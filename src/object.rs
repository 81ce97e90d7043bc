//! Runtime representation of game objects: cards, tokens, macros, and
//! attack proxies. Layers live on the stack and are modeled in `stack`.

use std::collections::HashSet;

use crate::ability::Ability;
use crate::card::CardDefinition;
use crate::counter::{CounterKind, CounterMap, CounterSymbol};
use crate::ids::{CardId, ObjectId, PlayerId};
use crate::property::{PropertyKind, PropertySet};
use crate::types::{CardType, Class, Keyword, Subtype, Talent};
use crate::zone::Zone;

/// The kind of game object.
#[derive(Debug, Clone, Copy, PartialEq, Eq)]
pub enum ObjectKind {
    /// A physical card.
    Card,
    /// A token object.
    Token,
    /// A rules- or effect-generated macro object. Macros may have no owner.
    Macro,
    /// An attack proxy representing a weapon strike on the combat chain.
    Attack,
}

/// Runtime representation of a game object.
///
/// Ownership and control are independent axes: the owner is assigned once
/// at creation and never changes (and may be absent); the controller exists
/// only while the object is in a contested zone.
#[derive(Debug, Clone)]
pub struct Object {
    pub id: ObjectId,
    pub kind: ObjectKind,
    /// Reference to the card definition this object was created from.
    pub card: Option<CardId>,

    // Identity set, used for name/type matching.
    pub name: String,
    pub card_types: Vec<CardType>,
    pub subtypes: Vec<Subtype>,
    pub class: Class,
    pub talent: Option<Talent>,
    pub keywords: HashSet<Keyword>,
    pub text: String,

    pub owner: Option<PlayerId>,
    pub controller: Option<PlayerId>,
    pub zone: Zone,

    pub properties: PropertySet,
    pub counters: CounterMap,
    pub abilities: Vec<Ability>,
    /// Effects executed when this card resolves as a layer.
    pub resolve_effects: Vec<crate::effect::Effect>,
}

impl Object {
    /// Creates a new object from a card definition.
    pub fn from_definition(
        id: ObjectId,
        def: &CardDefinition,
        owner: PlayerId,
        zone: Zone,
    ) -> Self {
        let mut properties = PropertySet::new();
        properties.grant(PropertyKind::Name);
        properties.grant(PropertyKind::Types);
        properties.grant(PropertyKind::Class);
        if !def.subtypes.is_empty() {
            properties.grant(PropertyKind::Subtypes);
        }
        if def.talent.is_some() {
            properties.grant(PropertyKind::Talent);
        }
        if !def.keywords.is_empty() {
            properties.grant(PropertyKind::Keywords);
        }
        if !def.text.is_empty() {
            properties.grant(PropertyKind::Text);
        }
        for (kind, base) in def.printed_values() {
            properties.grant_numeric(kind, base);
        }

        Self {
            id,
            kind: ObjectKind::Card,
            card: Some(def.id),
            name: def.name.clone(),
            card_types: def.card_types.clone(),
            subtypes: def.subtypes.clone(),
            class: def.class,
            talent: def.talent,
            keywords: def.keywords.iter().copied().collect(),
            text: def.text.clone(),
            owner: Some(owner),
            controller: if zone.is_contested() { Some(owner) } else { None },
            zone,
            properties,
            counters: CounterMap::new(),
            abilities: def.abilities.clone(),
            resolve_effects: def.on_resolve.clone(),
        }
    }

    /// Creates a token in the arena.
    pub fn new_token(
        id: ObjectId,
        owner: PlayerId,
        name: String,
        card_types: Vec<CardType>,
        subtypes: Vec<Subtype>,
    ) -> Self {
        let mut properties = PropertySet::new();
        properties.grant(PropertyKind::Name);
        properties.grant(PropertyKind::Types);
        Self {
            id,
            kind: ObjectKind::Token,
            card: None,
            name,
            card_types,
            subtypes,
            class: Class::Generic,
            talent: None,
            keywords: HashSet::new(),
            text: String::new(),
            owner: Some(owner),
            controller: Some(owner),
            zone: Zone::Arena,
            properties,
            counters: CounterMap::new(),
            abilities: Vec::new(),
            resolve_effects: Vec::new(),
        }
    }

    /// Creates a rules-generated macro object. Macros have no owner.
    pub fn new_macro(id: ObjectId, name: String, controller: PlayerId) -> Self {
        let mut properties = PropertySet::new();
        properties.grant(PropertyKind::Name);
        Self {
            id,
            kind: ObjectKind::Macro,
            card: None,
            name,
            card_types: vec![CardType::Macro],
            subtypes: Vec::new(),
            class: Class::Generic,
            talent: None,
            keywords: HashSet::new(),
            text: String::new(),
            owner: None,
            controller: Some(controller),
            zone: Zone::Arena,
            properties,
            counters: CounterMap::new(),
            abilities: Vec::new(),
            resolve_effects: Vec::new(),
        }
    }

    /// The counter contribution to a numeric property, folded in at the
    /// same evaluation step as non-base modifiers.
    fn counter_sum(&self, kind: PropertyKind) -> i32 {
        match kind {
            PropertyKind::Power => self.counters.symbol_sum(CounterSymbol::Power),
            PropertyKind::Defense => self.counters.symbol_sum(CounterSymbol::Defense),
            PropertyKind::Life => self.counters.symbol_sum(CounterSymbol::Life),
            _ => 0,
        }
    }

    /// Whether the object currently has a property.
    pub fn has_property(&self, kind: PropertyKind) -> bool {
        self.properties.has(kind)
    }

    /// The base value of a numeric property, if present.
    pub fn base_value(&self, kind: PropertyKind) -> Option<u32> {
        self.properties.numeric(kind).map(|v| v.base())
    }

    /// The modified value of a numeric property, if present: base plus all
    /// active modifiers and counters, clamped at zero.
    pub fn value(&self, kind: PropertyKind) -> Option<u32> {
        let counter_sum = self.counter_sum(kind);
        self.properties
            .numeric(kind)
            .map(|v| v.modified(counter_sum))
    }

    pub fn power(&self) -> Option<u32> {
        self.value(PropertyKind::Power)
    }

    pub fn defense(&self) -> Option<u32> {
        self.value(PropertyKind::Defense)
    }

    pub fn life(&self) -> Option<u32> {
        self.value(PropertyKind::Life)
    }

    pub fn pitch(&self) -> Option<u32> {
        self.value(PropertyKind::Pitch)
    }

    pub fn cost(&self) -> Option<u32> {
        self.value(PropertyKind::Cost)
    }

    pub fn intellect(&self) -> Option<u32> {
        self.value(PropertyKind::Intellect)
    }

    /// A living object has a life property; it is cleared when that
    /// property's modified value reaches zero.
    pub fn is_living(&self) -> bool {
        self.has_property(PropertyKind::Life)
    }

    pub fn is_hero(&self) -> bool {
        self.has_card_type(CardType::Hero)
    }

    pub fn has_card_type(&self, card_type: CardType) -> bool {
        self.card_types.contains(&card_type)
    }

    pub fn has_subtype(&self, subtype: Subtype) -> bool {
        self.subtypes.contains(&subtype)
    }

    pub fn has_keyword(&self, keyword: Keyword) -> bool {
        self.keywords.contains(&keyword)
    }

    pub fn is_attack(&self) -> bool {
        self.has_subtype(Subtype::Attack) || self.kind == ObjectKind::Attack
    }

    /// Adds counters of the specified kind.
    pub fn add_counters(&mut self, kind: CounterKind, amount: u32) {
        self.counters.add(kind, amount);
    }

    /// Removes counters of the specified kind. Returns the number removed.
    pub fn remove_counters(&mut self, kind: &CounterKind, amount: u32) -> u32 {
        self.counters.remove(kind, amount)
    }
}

...

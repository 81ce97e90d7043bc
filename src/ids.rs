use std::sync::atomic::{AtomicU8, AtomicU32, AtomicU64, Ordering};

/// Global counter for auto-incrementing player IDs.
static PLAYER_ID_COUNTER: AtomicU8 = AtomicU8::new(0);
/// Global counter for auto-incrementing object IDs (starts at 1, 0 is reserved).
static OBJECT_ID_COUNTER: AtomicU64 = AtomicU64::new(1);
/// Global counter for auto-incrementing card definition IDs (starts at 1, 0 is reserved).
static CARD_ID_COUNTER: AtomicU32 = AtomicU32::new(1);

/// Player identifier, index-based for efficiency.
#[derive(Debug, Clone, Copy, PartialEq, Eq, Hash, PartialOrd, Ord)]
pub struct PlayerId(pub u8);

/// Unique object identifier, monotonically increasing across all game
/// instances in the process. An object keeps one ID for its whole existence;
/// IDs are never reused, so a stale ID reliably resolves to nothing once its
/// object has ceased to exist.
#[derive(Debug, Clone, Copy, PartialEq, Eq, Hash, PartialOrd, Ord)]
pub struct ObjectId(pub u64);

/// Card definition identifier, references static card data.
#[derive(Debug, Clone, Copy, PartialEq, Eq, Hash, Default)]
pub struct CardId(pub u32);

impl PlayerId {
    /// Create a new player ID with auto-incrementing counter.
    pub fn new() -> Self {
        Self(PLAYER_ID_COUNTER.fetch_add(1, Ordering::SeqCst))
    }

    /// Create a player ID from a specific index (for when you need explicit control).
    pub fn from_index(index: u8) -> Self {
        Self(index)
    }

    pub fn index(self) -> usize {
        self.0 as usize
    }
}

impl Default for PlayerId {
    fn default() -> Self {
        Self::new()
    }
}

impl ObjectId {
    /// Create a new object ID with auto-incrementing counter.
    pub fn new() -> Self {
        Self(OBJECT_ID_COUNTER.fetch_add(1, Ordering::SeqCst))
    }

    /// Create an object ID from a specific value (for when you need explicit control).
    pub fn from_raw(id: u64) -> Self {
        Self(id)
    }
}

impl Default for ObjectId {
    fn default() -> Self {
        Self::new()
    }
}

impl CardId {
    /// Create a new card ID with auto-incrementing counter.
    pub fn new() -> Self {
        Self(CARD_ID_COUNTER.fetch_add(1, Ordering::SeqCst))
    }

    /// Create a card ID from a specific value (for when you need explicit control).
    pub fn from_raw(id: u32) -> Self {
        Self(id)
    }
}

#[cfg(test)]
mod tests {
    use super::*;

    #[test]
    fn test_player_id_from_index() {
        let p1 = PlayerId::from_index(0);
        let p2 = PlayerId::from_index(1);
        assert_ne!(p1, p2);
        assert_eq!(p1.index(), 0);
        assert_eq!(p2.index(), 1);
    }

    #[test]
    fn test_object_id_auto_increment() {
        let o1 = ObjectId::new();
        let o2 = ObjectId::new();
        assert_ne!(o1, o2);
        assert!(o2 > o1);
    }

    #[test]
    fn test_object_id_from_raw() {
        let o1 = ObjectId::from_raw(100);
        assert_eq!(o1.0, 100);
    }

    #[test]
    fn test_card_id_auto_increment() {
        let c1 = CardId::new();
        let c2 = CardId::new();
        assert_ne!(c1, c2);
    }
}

---

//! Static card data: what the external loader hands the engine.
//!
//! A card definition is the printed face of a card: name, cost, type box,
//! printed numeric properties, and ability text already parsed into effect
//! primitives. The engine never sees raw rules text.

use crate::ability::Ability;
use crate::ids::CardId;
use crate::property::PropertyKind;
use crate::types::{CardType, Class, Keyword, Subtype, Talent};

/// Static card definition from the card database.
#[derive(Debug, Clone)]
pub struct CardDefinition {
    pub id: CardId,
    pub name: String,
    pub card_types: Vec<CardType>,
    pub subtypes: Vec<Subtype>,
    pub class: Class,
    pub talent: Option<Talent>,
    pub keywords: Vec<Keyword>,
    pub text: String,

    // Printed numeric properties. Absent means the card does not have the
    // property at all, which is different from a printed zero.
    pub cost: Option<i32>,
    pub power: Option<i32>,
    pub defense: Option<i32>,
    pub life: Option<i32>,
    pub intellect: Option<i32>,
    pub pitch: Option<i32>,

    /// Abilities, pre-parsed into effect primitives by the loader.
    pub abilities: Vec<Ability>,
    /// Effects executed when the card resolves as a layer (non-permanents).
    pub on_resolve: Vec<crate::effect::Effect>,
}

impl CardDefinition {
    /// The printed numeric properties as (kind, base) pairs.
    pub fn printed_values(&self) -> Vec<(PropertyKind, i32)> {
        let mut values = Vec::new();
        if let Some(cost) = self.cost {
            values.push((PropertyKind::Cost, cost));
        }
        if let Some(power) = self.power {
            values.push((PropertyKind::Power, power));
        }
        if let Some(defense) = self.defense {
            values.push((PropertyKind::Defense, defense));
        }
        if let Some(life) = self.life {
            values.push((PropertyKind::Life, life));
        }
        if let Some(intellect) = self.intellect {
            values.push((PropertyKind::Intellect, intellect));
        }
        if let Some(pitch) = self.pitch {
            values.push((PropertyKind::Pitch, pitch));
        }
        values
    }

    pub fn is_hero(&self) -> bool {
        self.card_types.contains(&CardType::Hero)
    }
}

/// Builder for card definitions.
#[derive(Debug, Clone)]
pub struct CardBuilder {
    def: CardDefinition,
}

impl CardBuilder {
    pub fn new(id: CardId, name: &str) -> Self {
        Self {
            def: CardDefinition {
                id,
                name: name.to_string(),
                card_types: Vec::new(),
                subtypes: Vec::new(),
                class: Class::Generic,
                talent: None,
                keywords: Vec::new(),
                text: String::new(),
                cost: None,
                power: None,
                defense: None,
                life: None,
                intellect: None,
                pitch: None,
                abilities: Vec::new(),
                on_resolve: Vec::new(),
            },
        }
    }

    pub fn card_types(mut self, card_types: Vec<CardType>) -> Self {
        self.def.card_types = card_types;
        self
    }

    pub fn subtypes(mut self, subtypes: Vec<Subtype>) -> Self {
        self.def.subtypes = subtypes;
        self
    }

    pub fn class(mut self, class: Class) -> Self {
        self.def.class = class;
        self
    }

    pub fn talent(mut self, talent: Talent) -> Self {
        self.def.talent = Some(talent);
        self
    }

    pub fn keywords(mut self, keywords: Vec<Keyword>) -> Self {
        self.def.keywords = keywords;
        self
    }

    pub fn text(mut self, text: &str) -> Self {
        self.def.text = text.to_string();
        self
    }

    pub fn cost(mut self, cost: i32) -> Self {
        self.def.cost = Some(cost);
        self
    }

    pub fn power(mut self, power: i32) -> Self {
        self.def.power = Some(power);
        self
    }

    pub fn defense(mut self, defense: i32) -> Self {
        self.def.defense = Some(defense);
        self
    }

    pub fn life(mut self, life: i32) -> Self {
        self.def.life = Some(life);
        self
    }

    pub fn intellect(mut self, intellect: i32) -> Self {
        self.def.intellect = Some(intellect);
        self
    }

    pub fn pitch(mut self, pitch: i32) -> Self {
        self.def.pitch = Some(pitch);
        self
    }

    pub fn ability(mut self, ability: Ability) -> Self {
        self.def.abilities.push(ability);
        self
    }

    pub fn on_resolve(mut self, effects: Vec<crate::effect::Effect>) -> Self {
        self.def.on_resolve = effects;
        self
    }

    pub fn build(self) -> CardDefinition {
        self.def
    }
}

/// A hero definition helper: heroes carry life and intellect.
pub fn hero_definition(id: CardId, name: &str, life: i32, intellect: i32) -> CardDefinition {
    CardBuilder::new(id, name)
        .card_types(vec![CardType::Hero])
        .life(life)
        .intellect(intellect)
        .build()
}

## AIM OF THE EXERCISE
Above are records; repeat only the lines starting at the line with "filename src/object.rs" and ending at the line with "A physical card.", exactly as they appear, both included.

## OUTPUT
filename src/object.rs
repository 81ce97e90d7043bc
//! Runtime representation of game objects: cards, tokens, macros, and
//! attack proxies. Layers live on the stack and are modeled in `stack`.

use std::collections::HashSet;

use crate::ability::Ability;
use crate::card::CardDefinition;
use crate::counter::{CounterKind, CounterMap, CounterSymbol};
use crate::ids::{CardId, ObjectId, PlayerId};
use crate::property::{PropertyKind, PropertySet};
use crate::types::{CardType, Class, Keyword, Subtype, Talent};
use crate::zone::Zone;

/// The kind of game object.
#[derive(Debug, Clone, Copy, PartialEq, Eq)]
pub enum ObjectKind {
    /// A physical card.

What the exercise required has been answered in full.